TOKYO (SuaraMediaNews) – Hubungan AS-Jepang tidak selalu mulus. Namun, kedua negara memiliki sebuah faktor perekat: ketakutan terhadap China.
“Hubungan AS dan Jepang sedang berada dalam keadaan yang paling buruk,” kata Hisahiko Okazaki, seorang mantan duta besar kepada harian Sankei Shimbun.
Terdapat sebuah ganjalan dalam aliansi AS-Jepang, yaitu masalah pangkalan militer AS di Okinawa. Jepang ingin AS merelokasi pangkalan tersebut, sementara AS ingin mempertahankan pangkalan di tempat semula.
Baik Perdana Menteri Yukio Hatoyama maupun Presiden Obama sama-sama dianggap telah melakukan kesalahan dalam menjaga hubungan baik AS-Jepang.
Hatoyama telah berjanji selama masa pemilu untuk meninjau keberadaan pangkalan militer AS di Okinawa. Selama ini, keberadaan pangkalan militer AS di Jepang dipandang sebagai tanda kepatuhan Jepang terhadap AS yang telah berjalan selama 65 tahun, khusunya dalam bidang keamanan. Hatoyama menginginkan adanya hubungan AS-Jepang yang lebih setara. Hatoyama juga ingin mengembangkan sebuah komunitas ekonomi Asia yang mirip dengan Masyarakat Ekonomi Eropa. Keinginan Hatoyama tersebut mendapatkan kritik tajam dari Washington.
Hatoyama kini jadi serba salah. DPJ terus menuntut Hatoyama untuk menuntaskan masalah relokasi pangkalan militer. Kegagalan dalam memenuhi tuntutan partai dapat berujung pada pengunduran diri Hatoyama dari partai tersebut. Namun, memenuhi tuntutan partai juga berarti bahwa Hatoyama mempermalukan AS dan merusak hubungan AS-Jepang.
Shigeru Ishiba, pemimpin dari partai oposisi, yaitu Partai Liberal Demokrat, mengolok Hatoyama pada minggu lalu. Menurut Ishiba, tidak seharusnya Hatoyama membuat janji pemilu yang ia tidak tahu bagaimana cara memenuhinya.
Sementara itu, Obama telah berjanji untuk memberi perhatian yang lebih besar kepada Asia.
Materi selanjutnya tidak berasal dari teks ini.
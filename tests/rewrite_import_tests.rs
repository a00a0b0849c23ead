use ttc::{rewrite, Config, IdentityTransformer, TableResolver};

fn tools_resolver() -> TableResolver {
    let mut resolver = TableResolver::mstest();
    resolver.add_namespace(
        "TestTools.Templates",
        "Microsoft.VisualStudio.TestTools.UnitTesting",
    );
    resolver
}

#[test]
fn test_registered_namespace_is_replaced() {
    let source = "using TestTools.Templates;\n\nclass C { }\n";
    let expected = "using Microsoft.VisualStudio.TestTools.UnitTesting;\n\nclass C { }\n";

    let generated = rewrite(source, &tools_resolver(), &IdentityTransformer, &Config::default())
        .expect("Failed to rewrite");
    assert_eq!(generated, expected);
}

#[test]
fn test_unregistered_namespace_passes_through() {
    let source = "using System;\nusing System.Linq;\n\nclass C { }\n";

    let generated = rewrite(source, &tools_resolver(), &IdentityTransformer, &Config::default())
        .expect("Failed to rewrite");
    assert_eq!(generated, source);
}

#[test]
fn test_directive_trivia_survives_replacement() {
    let source = "// tooling import\nusing   TestTools.Templates ;  // keep\nclass C { }\n";
    let expected =
        "// tooling import\nusing   Microsoft.VisualStudio.TestTools.UnitTesting ;  // keep\nclass C { }\n";

    let generated = rewrite(source, &tools_resolver(), &IdentityTransformer, &Config::default())
        .expect("Failed to rewrite");
    assert_eq!(generated, expected);
}

#[test]
fn test_imports_inside_namespace_are_replaced() {
    let source = r#"namespace Company.Tests
{
    using TestTools.Templates;

    class C { }
}
"#;

    let generated = rewrite(source, &tools_resolver(), &IdentityTransformer, &Config::default())
        .expect("Failed to rewrite");
    assert!(generated.contains("using Microsoft.VisualStudio.TestTools.UnitTesting;"));
    assert!(!generated.contains("TestTools.Templates"));
}
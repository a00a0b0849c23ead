//! Test Template Compiler (ttc)
//!
//! Rewrites test templates - source files containing placeholder names and
//! marker annotations that reference not-yet-written student code - into
//! compilable test source.
//!
//! ## Architecture
//!
//! - **parser**: Lexical analysis and parsing of template source into a
//!   lossless template tree
//! - **rewrite**: The rewriting engine (name normalization, attribute
//!   translation, method-body rewriting with failure isolation)
//! - **ast**: Template tree representation preserving exact source text
//! - **bin**: Command-line interface
//!
//! ## Rewrite Flow
//!
//! ```text
//! Template Source → Parser → Template Tree → Rewriting Engine → Generated Source
//!                                                ↓
//!                         DescriptionResolver + StatementTransformer
//! ```

pub mod ast;
pub mod parser;
pub mod rewrite;
pub mod error;
pub mod config;
pub mod consts;

pub use config::Config;
pub use error::{Error, Result};
pub use rewrite::{
    DescriptionResolver, IdentityTransformer, StatementTransformer, TableResolver,
    TemplateRewriter, TranslationFailure,
};

use std::path::{Path, PathBuf};

/// Rewrite template source in memory
///
/// Template Source → Parser → Template Tree → Rewriting Engine → Generated Source
pub fn rewrite(
    source: &str,
    resolver: &dyn DescriptionResolver,
    transformer: &dyn StatementTransformer,
    config: &Config,
) -> Result<String> {
    if config.verbose {
        eprintln!("📝 TTC: Parsing template source");
    }
    let unit = parser::parse_template(source)?;

    if config.verbose {
        eprintln!("🔧 TTC: Rewriting template tree");
    }
    let rewriter = TemplateRewriter::new(resolver, transformer)
        .with_marker_suffix(&config.marker_suffix);
    let rewritten = rewriter.rewrite_unit(&unit)?;

    if config.verbose {
        eprintln!("✅ TTC: Rewrite complete");
    }
    Ok(rewritten.to_source())
}

/// Rewrite a template file, writing the generated source next to it (or into
/// `output_dir`). Returns the path of the generated file.
pub fn rewrite_file(
    input_path: &Path,
    output_dir: Option<&Path>,
    resolver: &dyn DescriptionResolver,
    transformer: &dyn StatementTransformer,
    config: &Config,
) -> Result<PathBuf> {
    let file_name = input_path
        .file_name()
        .and_then(|n| n.to_str())
        .ok_or_else(|| Error::config_error(format!("invalid input path {}", input_path.display())))?;

    // Output of an earlier run must never be rewritten again
    if file_name.ends_with(&config.generated_suffix) {
        return Err(Error::config_error(format!(
            "{} is a generated file and cannot be used as a template",
            input_path.display()
        )));
    }

    if config.verbose {
        eprintln!("📂 TTC: Rewriting template {}", input_path.display());
    }

    let source = std::fs::read_to_string(input_path)?;
    let generated = rewrite(&source, resolver, transformer, config)?;

    let stem = file_name
        .rsplit_once('.')
        .map(|(stem, _)| stem)
        .unwrap_or(file_name);
    let out_name = format!("{}{}", stem, config.generated_suffix);
    let out_path = match output_dir {
        Some(dir) => dir.join(out_name),
        None => input_path.with_file_name(out_name),
    };

    std::fs::write(&out_path, generated)?;

    if config.verbose {
        eprintln!("✅ TTC: Wrote {}", out_path.display());
    }
    Ok(out_path)
}

/// Rewrite multiple template files
pub fn rewrite_files(
    input_paths: &[PathBuf],
    output_dir: Option<&Path>,
    resolver: &dyn DescriptionResolver,
    transformer: &dyn StatementTransformer,
    config: &Config,
) -> Result<Vec<PathBuf>> {
    let mut generated = Vec::with_capacity(input_paths.len());
    for (index, input_path) in input_paths.iter().enumerate() {
        if config.verbose {
            eprintln!(
                "🔄 TTC: [{}/{}] {}",
                index + 1,
                input_paths.len(),
                input_path.display()
            );
        }
        generated.push(rewrite_file(input_path, output_dir, resolver, transformer, config)?);
    }
    Ok(generated)
}
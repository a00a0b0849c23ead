use ttc::{rewrite, Config, IdentityTransformer, TableResolver};

/// Resolver whose resolved attribute types are fully qualified
fn qualified_resolver() -> TableResolver {
    let mut resolver = TableResolver::new();
    resolver.add_attribute(
        "TemplatedTestClass",
        "Microsoft.VisualStudio.TestTools.UnitTesting.TestClass",
        None,
    );
    resolver.add_attribute(
        "TemplatedTestMethod",
        "Microsoft.VisualStudio.TestTools.UnitTesting.TestMethod",
        Some("AssertFailedException"),
    );
    resolver
}

fn rewrite_with(resolver: &TableResolver, source: &str) -> String {
    rewrite(source, resolver, &IdentityTransformer, &Config::default())
        .expect("Failed to rewrite")
}

#[test]
fn test_bare_reference_stays_bare() {
    let source = "[TemplatedTestClass]\nclass C { }\n";
    let expected = "[TestClass]\nclass C { }\n";
    assert_eq!(rewrite_with(&qualified_resolver(), source), expected);
}

#[test]
fn test_qualified_reference_takes_the_full_resolved_name() {
    let source = "[Templates.TemplatedTestClass]\nclass C { }\n";
    let expected = "[Microsoft.VisualStudio.TestTools.UnitTesting.TestClass]\nclass C { }\n";
    assert_eq!(rewrite_with(&qualified_resolver(), source), expected);
}

#[test]
fn test_deeply_qualified_reference_is_not_templated() {
    let source = "[My.Deep.TemplatedTestClass]\nclass C { }\n";
    assert_eq!(rewrite_with(&qualified_resolver(), source), source);
}

#[test]
fn test_unknown_attributes_pass_through() {
    let source = "[Serializable]\n[TestClass]\nclass C { }\n";
    assert_eq!(rewrite_with(&qualified_resolver(), source), source);
}

#[test]
fn test_arguments_and_bracket_trivia_are_preserved() {
    let source = "[ TemplatedTestMethod(\"checks the name\", Timeout = 100) ]\nclass C { }\n";
    let expected = "[ TestMethod(\"checks the name\", Timeout = 100) ]\nclass C { }\n";
    assert_eq!(rewrite_with(&qualified_resolver(), source), expected);
}

#[test]
fn test_method_and_constructor_attributes_are_translated() {
    let source = r#"[TemplatedTestClass]
class PersonTests_Template
{
    [TemplatedTestMethod]
    public PersonTests_Template() { }

    [TemplatedTestMethod]
    public void M()
    {
        F();
    }
}
"#;

    let resolver = TableResolver::mstest();
    let generated = rewrite_with(&resolver, source);

    assert!(generated.contains("[TestClass]\nclass PersonTests\n"));
    assert!(generated.contains("[TestMethod]\n    public PersonTests() { }"));
    assert!(generated.contains("[TestMethod]\n    public void M()"));
    assert!(!generated.contains("Templated"));
}
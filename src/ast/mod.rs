//! Template tree representation
//!
//! This module defines the tree nodes that represent a parsed test template.
//! Unlike a conventional AST, every node carries the exact source text pieces
//! it was parsed from (including surrounding trivia), so printing a tree that
//! was not rewritten reproduces the input byte-for-byte.

mod nodes;

pub use nodes::*;

use std::fmt;

/// Source location information
#[derive(Debug, Clone, Copy, PartialEq, Eq, PartialOrd, Ord)]
pub struct Location {
    /// Line number (1-indexed)
    pub line: usize,
    /// Column number (1-indexed)
    pub column: usize,
    /// Byte offset from start of file
    pub offset: usize,
}

impl Location {
    pub fn new(line: usize, column: usize, offset: usize) -> Self {
        Self { line, column, offset }
    }

    /// Create a location at the start of a file
    pub fn start() -> Self {
        Self { line: 1, column: 1, offset: 0 }
    }
}

impl fmt::Display for Location {
    fn fmt(&self, f: &mut fmt::Formatter<'_>) -> fmt::Result {
        write!(f, "{}:{}", self.line, self.column)
    }
}

/// Span of source code (start and end locations)
#[derive(Debug, Clone, Copy, PartialEq, Eq)]
pub struct Span {
    /// Start location (inclusive)
    pub start: Location,
    /// End location (exclusive)
    pub end: Location,
}

impl Span {
    pub fn new(start: Location, end: Location) -> Self {
        Self { start, end }
    }

    /// Create a span from a single location
    pub fn single(location: Location) -> Self {
        Self { start: location, end: location }
    }

    /// Get the length of the span in bytes
    pub fn len(&self) -> usize {
        self.end.offset.saturating_sub(self.start.offset)
    }

    pub fn is_empty(&self) -> bool {
        self.start == self.end
    }

    /// Get the source text for this span
    pub fn source_text<'a>(&self, source: &'a str) -> &'a str {
        if self.start.offset >= source.len() {
            return "";
        }
        let end_offset = self.end.offset.min(source.len());
        &source[self.start.offset..end_offset]
    }
}

impl fmt::Display for Span {
    fn fmt(&self, f: &mut fmt::Formatter<'_>) -> fmt::Result {
        if self.start.line == self.end.line {
            write!(f, "{}:{}-{}", self.start.line, self.start.column, self.end.column)
        } else {
            write!(f, "{}:{}-{}:{}", self.start.line, self.start.column, self.end.line, self.end.column)
        }
    }
}

/// Trait for nodes that carry a source span
pub trait HasSpan {
    fn span(&self) -> Span;
}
Namun, Obama juga berkeras agar Jepang menghormati kesepakatan tentang pangkalan Futenma yang dibuat oleh Jepang dan AS pada tahun 2006. Sikap Obama ini dipandang dapat mengganggu proses demokrasi yang sedang berlangsung di Jepang.
Walau hubungan AS-Jepang nampak seperti telur di ujung tanduk, para pejabat kementerian luar negeri, para mantan menteri maupun para menteri yang masih menjabat, serta para komentator percaya bahwa aliansi Jepang-AS tak akan sirna. Aliansi itu hanya akan berubah bentuk atau bermodifikasi.
Betapa pun buruknya hubungan Jepang-AS, Okazaki mengakui, “Aliansi Jepang-AS terlalu berharga untuk dilepaskan.”
Mantan deputi menteri luar negeri Hitoshi Tanaka mengatakan bahwa Jepang “perlu berpikir serius tentang bagaimana cara yang lebih baik untuk berkontribusi bagi keamanan internasional” dan “untuk mempertimbangkan apakah benar jika masih berpegang pada intepretasi yang ada tentang larangan konstitusional sehubungan dengan penggunaan kekuatan.”
Menteri Luar Negeri Katsuya Okada berpendapat bahwa hubungan Jepang-AS tetap akan menjadi hal yang penting demi pertahanan Jepang. Hatoyama pun memiliki pandangan yang sama.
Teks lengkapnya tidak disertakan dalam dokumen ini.